Departamento de Bioquímica Clínica, Facultad de Ciencias Químicas, Universidad Nacional de Córdoba, Córdoba, Argentina.
Centro de Investigaciones en Bioquímica Clínica e Inmunología (CIBICI), CONICET, Haya de la Torre y Medina Allende, Ciudad Universitaria, Córdoba, Argentina.
Front Immunol. 2018 Apr 23;9:859. doi: 10.3389/fimmu.2018.00859. eCollection 2018.
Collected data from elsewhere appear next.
//! Forwards a model stream to the HTTP response as it is produced.
//!
//! The response body owns the upstream stream. When the client disconnects, hyper drops
//! the body, which drops the upstream `reqwest::Response` and closes that connection.

use axum::{
    body::Body,
    http::header,
    response::{IntoResponse, Response},
};
use futures::StreamExt;
use tokio::time::Instant;
use tracing::{error, warn};

use crate::llm_client::{LlmError, TextStream};

pub(crate) const STREAM_HEADERS: [(header::HeaderName, &str); 3] = [
    (header::CONTENT_TYPE, "text/event-stream"),
    (header::CACHE_CONTROL, "no-cache, no-transform"),
    (header::CONNECTION, "keep-alive"),
];

/// Streams plain text: every upstream chunk becomes one body frame.
/// An upstream error aborts the body.
pub fn text_stream_response(stream: TextStream) -> Response {
    let frames = stream.map(|chunk| {
        if let Err(e) = &chunk {
            error!("Upstream stream failed mid-response: {e}");
        }
        chunk
    });

    (STREAM_HEADERS, Body::from_stream(frames)).into_response()
}

/// Ends the stream with `LlmError::Timeout` once `deadline` passes.
pub fn with_deadline(stream: TextStream, deadline: Instant) -> TextStream {
    Box::pin(async_stream::stream! {
        let mut stream = stream;
        loop {
            match tokio::time::timeout_at(deadline, stream.next()).await {
                Ok(Some(item)) => {
                    let failed = item.is_err();
                    yield item;
                    if failed {
                        return;
                    }
                }
                Ok(None) => return,
                Err(_) => {
                    warn!("Stream exceeded its deadline; closing");
                    yield Err(LlmError::Timeout);
                    return;
                }
            }
        }
    })
}

#[cfg(test)]
mod tests {
    use super::*;
    use std::sync::atomic::{AtomicBool, Ordering};
    use std::sync::Arc;
    use std::time::Duration;

    use axum::http::StatusCode;
    use http_body_util::BodyExt;

    fn ok_chunks(chunks: &[&str]) -> TextStream {
        let items: Vec<Result<String, LlmError>> =
            chunks.iter().map(|c| Ok(c.to_string())).collect();
        Box::pin(futures::stream::iter(items))
    }

    #[tokio::test]
    async fn test_relay_sets_streaming_headers() {
        let response = text_stream_response(ok_chunks(&["a"]));
        assert_eq!(response.status(), StatusCode::OK);
        let headers = response.headers();
        assert_eq!(headers[header::CONTENT_TYPE], "text/event-stream");
        assert_eq!(headers[header::CACHE_CONTROL], "no-cache, no-transform");
        assert_eq!(headers[header::CONNECTION], "keep-alive");
    }

    #[tokio::test]
    async fn test_relay_writes_one_frame_per_chunk() {
        let chunks = ["# Candidate", " Profile", "\n", "- Rust"];
        let mut body = text_stream_response(ok_chunks(&chunks)).into_body();

        let mut frames = Vec::new();
        while let Some(frame) = body.frame().await {
            let frame = frame.unwrap();
            if let Ok(data) = frame.into_data() {
                frames.push(String::from_utf8(data.to_vec()).unwrap());
            }
        }

        assert_eq!(frames, chunks);
    }

    #[tokio::test]
    async fn test_relay_aborts_body_on_upstream_error() {
        let items: Vec<Result<String, LlmError>> = vec![
            Ok("partial".to_string()),
            Err(LlmError::Stream("connection reset".to_string())),
        ];
        let body = text_stream_response(Box::pin(futures::stream::iter(items))).into_body();
        assert!(body.collect().await.is_err());
    }

    #[tokio::test(start_paused = true)]
    async fn test_deadline_cuts_off_slow_stream() {
        let slow: TextStream = Box::pin(async_stream::stream! {
            yield Ok::<_, LlmError>("first".to_string());
            tokio::time::sleep(Duration::from_secs(120)).await;
            yield Ok("too late".to_string());
        });
        let mut stream = with_deadline(slow, Instant::now() + Duration::from_secs(60));

        assert_eq!(stream.next().await.unwrap().unwrap(), "first");
        assert!(matches!(stream.next().await, Some(Err(LlmError::Timeout))));
        assert!(stream.next().await.is_none());
    }

    #[tokio::test]
    async fn test_deadline_passes_fast_stream_through() {
        let stream = with_deadline(
            ok_chunks(&["a", "b", "c"]),
            Instant::now() + Duration::from_secs(60),
        );
        let out: Vec<String> = stream.map(|c| c.unwrap()).collect().await;
        assert_eq!(out, vec!["a", "b", "c"]);
    }

    #[tokio::test]
    async fn test_dropped_body_releases_upstream() {
        struct Released(Arc<AtomicBool>);

        impl Drop for Released {
            fn drop(&mut self) {
                self.0.store(true, Ordering::SeqCst);
            }
        }

        let released = Arc::new(AtomicBool::new(false));
        let guard = Released(Arc::clone(&released));
        let upstream: TextStream = Box::pin(async_stream::stream! {
            let _guard = guard;
            yield Ok::<_, LlmError>("first".to_string());
            futures::future::pending::<()>().await;
        });

        let mut body = text_stream_response(upstream).into_body();
        let frame = body.frame().await.unwrap().unwrap();
        assert_eq!(&frame.into_data().unwrap()[..], b"first");
        assert!(!released.load(Ordering::SeqCst));

        drop(body);
        assert!(released.load(Ordering::SeqCst));
    }
}
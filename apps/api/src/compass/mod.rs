//! Career Compass: resume analysis, manual-entry recommendations and saved reports.

pub mod handlers;
pub mod prompts;
pub mod report;
pub mod request;
pub mod schema;
use anyhow::{Context, Result};
use sqlx::postgres::PgPoolOptions;
use sqlx::PgPool;
use tracing::info;

/// Creates a PostgreSQL connection pool and brings the schema up to date.
pub async fn create_pool(database_url: &str) -> Result<PgPool> {
    info!("Connecting to PostgreSQL...");

    let pool = PgPoolOptions::new()
        .max_connections(10)
        .connect(database_url)
        .await?;

    info!("PostgreSQL connection pool established");

    sqlx::migrate!("./migrations")
        .run(&pool)
        .await
        .context("Failed to run database migrations")?;

    info!("Database migrations applied");
    Ok(pool)
}
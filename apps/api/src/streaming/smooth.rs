//! Re-chunks a text stream into word- or line-sized pieces with a pause between them.
//!
//! Content is only ever regrouped: concatenating the output yields exactly the input.

use std::time::Duration;

use futures::StreamExt;

use crate::llm_client::TextStream;

#[derive(Debug, Clone, Copy, PartialEq, Eq)]
pub enum ChunkMode {
    /// Emit up to and including the whitespace that follows a word.
    Word,
    /// Emit up to and including a run of newlines.
    Line,
}

#[derive(Debug, Clone, Copy)]
pub struct SmoothOptions {
    pub delay: Duration,
    pub mode: ChunkMode,
}

impl SmoothOptions {
    pub fn words(delay: Duration) -> Self {
        Self {
            delay,
            mode: ChunkMode::Word,
        }
    }
}

pub fn smooth(upstream: TextStream, options: SmoothOptions) -> TextStream {
    Box::pin(async_stream::stream! {
        let mut upstream = upstream;
        let mut buffer = String::new();

        while let Some(item) = upstream.next().await {
            match item {
                Ok(text) => {
                    buffer.push_str(&text);
                    while let Some(end) = next_chunk_end(&buffer, options.mode) {
                        let chunk: String = buffer.drain(..end).collect();
                        yield Ok(chunk);
                        if !options.delay.is_zero() {
                            tokio::time::sleep(options.delay).await;
                        }
                    }
                }
                Err(e) => {
                    if !buffer.is_empty() {
                        yield Ok(std::mem::take(&mut buffer));
                    }
                    yield Err(e);
                    return;
                }
            }
        }

        if !buffer.is_empty() {
            yield Ok(buffer);
        }
    })
}

/// Byte offset just past the first complete chunk in `buffer`, if there is one.
fn next_chunk_end(buffer: &str, mode: ChunkMode) -> Option<usize> {
    match mode {
        ChunkMode::Word => {
            let mut chars = buffer.char_indices().peekable();

            while chars.next_if(|(_, c)| c.is_whitespace()).is_some() {}

            let mut saw_word = false;
            while chars.next_if(|(_, c)| !c.is_whitespace()).is_some() {
                saw_word = true;
            }
            if !saw_word {
                return None;
            }

            let mut end = None;
            while let Some((i, c)) = chars.next_if(|(_, c)| c.is_whitespace()) {
                end = Some(i + c.len_utf8());
            }
            end
        }
        ChunkMode::Line => {
            let start = buffer.find('\n')?;
            let run = buffer[start..].bytes().take_while(|b| *b == b'\n').count();
            Some(start + run)
        }
    }
}
pub mod handlers;
pub mod password;
pub mod session;
pub mod tokens;
pub mod validation;

pub use session::{AuthUser, SessionKeys};
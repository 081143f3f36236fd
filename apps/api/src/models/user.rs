use chrono::{DateTime, Utc};
use serde::Serialize;
use sqlx::FromRow;
use uuid::Uuid;

#[derive(Debug, Clone, FromRow)]
pub struct UserRow {
    pub id: Uuid,
    pub name: Option<String>,
    pub email: String,
    /// `None` for accounts without a password login.
    pub password_hash: Option<String>,
    pub email_verified: Option<DateTime<Utc>>,
    pub image: Option<String>,
    pub created_at: DateTime<Utc>,
}

impl UserRow {
    pub fn is_verified(&self) -> bool {
        self.email_verified.is_some()
    }
}

/// The part of a user that is safe to return to clients.
#[derive(Debug, Clone, Serialize)]
#[serde(rename_all = "camelCase")]
pub struct PublicUser {
    pub id: Uuid,
    pub name: Option<String>,
    pub email: String,
    pub image: Option<String>,
    pub email_verified: Option<DateTime<Utc>>,
}

impl From<&UserRow> for PublicUser {
    fn from(user: &UserRow) -> Self {
        Self {
            id: user.id,
            name: user.name.clone(),
            email: user.email.clone(),
            image: user.image.clone(),
            email_verified: user.email_verified,
        }
    }
}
During the acute phase of infection, macrophages can act as host cells for the parasites as well as effector cells in the early anti-parasitic immune response. Thus, the targeting of specific signaling pathways could modulate macrophages response to restrict parasite replication and instruct an appropriate adaptive response. Recently, it has become evident that Wnt signaling has immunomodulatory functions during inflammation and infection. Here, we tested the hypothesis that during infection, the activation of Wnt signaling pathway in macrophages plays a role in modulating the inflammatory/tolerogenic response and therefore regulating the control of parasite replication. In this report, we show that early after infection of bone marrow-derived macrophages (BMM), β-catenin was activated and Wnt3a, Wnt5a, and some Frizzled receptors as well as Wnt/β-catenin pathway's target genes were upregulated, with Wnt proteins signaling sustaining the activation of Wnt/β-catenin pathway and then activating the Wnt/Ca pathway. Wnt signaling pathway activation was critical to sustain the parasite's replication in BMM; since the treatments with specific inhibitors of β-catenin transcriptional activation or Wnt proteins secretion limited the parasite replication. Mechanistically, inhibition of Wnt signaling pathway armed BMM to fight against by inducing the production of pro-inflammatory cytokines and indoleamine 2,3-dioxygenase activity and by downregulating arginase activity. Likewise, pharmacological inhibition of the Wnts' interaction with its receptors controlled the parasite replication and improved the survival of lethally infected mice. It is well established that infection activates a plethora of signaling pathways that ultimately regulate immune mediators to determine the modulation of a defined set of effector functions in macrophages. In this study, we have revealed a new signaling pathway that is activated by the interaction between protozoan parasites and host innate immunity, establishing a new conceptual framework for the development of new therapies.
在感染的急性期,巨噬细胞可以作为寄生虫的宿主细胞,也是早期抗寄生虫免疫反应中的效应细胞。因此,靶向特定的信号通路可以调节巨噬细胞的反应,限制寄生虫的复制,并指导适当的适应性反应。最近,Wnt 信号在炎症和感染过程中具有免疫调节功能已变得明显。在这里,我们检验了这样一个假设,即在感染过程中,巨噬细胞中 Wnt 信号通路的激活在调节炎症/耐受反应中发挥作用,从而调节寄生虫复制的控制。在本报告中,我们显示在骨髓来源的巨噬细胞(BMM)感染后早期,β-连环蛋白被激活,Wnt3a、Wnt5a 和一些卷曲受体以及 Wnt/β-连环蛋白途径的靶基因上调,Wnt 蛋白信号维持 Wnt/β-连环蛋白途径的激活,然后激活 Wnt/Ca 途径。Wnt 信号通路的激活对于维持 BMM 中的寄生虫复制至关重要;因为特异性β-连环蛋白转录激活或 Wnt 蛋白分泌抑制剂的处理限制了寄生虫的复制。从机制上讲,抑制 Wnt 信号通路武装 BMM 对抗寄生虫,通过诱导产生促炎细胞因子和吲哚胺 2,3-双加氧酶活性,并下调精氨酸酶活性。同样,Wnts 与其受体相互作用的药理学抑制控制寄生虫复制并提高致死性感染小鼠的存活率。众所周知,寄生虫感染激活了大量的信号通路,最终调节免疫介质,以确定巨噬细胞中一组特定效应功能的调节。在这项研究中,我们揭示了一条新的信号通路,该通路被原生动物寄生虫与宿主先天免疫之间的相互作用激活,为开发新疗法建立了一个新的概念框架。